What needs to be done: Report every line of the records below that contains the word "densities".

Material shown:
"""
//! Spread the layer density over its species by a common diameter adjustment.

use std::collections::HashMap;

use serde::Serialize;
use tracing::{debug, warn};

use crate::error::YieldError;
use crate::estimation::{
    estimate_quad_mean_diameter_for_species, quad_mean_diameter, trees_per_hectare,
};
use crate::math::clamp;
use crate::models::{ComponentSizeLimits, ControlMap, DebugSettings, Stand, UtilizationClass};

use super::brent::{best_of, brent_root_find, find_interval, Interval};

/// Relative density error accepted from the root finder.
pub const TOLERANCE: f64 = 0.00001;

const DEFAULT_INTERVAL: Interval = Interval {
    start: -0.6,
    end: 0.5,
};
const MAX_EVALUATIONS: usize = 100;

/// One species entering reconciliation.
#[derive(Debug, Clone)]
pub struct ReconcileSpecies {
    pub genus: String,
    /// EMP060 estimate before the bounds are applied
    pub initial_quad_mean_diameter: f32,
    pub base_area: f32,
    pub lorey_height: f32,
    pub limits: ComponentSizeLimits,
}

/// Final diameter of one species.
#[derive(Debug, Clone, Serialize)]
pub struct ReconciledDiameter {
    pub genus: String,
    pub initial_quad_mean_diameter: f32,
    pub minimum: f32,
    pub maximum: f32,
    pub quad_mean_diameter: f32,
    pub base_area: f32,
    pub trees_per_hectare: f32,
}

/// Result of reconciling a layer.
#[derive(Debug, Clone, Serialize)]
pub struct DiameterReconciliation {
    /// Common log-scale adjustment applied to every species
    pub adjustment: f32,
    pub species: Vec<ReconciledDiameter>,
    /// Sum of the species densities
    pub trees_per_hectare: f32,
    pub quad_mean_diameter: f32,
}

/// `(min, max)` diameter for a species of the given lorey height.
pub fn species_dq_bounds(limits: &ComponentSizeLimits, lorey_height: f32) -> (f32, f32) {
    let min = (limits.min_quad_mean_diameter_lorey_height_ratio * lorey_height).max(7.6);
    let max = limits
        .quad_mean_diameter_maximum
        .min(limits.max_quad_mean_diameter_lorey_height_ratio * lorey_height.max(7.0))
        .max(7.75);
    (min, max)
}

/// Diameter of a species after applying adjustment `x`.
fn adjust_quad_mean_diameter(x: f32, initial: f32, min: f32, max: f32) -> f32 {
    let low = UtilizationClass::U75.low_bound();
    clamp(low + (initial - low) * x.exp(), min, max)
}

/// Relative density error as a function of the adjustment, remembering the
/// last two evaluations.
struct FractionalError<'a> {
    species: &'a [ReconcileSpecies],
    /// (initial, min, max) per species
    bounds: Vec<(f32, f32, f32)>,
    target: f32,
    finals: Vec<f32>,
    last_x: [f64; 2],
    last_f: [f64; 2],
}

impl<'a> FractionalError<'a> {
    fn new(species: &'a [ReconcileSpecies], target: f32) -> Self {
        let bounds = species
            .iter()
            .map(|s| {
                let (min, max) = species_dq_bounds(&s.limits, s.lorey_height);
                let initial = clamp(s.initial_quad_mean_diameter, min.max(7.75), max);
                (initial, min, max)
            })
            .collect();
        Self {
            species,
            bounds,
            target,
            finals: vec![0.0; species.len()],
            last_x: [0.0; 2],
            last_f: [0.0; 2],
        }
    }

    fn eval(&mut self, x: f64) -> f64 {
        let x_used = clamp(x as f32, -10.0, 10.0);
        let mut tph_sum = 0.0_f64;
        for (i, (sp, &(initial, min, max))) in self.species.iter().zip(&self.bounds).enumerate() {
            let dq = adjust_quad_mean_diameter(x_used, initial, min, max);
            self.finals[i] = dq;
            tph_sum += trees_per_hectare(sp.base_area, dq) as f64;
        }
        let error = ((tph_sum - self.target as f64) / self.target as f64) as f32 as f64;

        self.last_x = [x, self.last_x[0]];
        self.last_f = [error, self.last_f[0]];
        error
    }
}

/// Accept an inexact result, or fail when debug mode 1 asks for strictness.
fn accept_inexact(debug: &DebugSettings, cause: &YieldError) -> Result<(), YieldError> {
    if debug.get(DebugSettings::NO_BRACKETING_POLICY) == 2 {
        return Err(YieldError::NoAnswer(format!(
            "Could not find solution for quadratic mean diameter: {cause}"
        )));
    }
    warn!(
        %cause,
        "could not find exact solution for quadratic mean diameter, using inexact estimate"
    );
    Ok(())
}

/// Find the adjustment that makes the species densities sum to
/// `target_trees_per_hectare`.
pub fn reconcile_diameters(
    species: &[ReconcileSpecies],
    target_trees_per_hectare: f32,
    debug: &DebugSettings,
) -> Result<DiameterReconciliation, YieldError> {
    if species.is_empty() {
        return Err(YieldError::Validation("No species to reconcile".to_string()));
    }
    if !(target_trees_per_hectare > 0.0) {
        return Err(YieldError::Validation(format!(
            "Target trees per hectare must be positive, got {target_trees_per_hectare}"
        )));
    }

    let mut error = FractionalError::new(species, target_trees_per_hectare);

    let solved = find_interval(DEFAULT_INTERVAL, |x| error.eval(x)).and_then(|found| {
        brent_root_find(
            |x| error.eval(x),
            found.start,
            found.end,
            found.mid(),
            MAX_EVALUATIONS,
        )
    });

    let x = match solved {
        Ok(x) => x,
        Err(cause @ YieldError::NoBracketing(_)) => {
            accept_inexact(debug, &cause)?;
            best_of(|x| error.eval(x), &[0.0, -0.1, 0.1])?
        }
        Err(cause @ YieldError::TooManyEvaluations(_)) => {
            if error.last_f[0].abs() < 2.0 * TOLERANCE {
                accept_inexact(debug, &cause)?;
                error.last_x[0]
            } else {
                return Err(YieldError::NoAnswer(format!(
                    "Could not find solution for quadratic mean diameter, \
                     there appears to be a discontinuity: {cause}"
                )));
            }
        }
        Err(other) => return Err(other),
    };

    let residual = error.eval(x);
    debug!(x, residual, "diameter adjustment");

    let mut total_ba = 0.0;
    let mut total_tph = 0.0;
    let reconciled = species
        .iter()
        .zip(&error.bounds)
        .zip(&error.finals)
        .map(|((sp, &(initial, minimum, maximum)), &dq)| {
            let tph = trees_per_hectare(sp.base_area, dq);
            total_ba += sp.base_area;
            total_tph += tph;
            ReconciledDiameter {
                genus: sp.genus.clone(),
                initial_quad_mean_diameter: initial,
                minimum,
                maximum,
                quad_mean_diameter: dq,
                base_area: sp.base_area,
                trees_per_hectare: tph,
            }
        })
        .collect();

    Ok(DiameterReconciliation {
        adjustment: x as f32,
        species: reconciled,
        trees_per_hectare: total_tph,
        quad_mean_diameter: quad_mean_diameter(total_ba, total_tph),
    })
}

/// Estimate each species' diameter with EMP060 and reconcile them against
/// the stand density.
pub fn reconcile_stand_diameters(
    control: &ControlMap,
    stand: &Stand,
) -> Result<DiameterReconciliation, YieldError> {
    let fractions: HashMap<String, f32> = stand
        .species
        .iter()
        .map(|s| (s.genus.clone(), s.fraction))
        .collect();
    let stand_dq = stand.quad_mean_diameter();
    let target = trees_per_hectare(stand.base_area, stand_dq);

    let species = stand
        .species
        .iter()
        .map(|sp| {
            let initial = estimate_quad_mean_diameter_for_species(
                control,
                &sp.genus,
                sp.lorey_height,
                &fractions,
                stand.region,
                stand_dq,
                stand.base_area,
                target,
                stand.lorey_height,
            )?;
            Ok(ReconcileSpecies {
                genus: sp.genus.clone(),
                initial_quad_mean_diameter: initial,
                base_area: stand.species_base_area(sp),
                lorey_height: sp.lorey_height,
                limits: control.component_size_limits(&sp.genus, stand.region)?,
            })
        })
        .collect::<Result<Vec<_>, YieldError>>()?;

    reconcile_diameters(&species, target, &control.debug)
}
"""
Written reply:
    /// Sum of the species densities
/// Find the adjustment that makes the species densities sum to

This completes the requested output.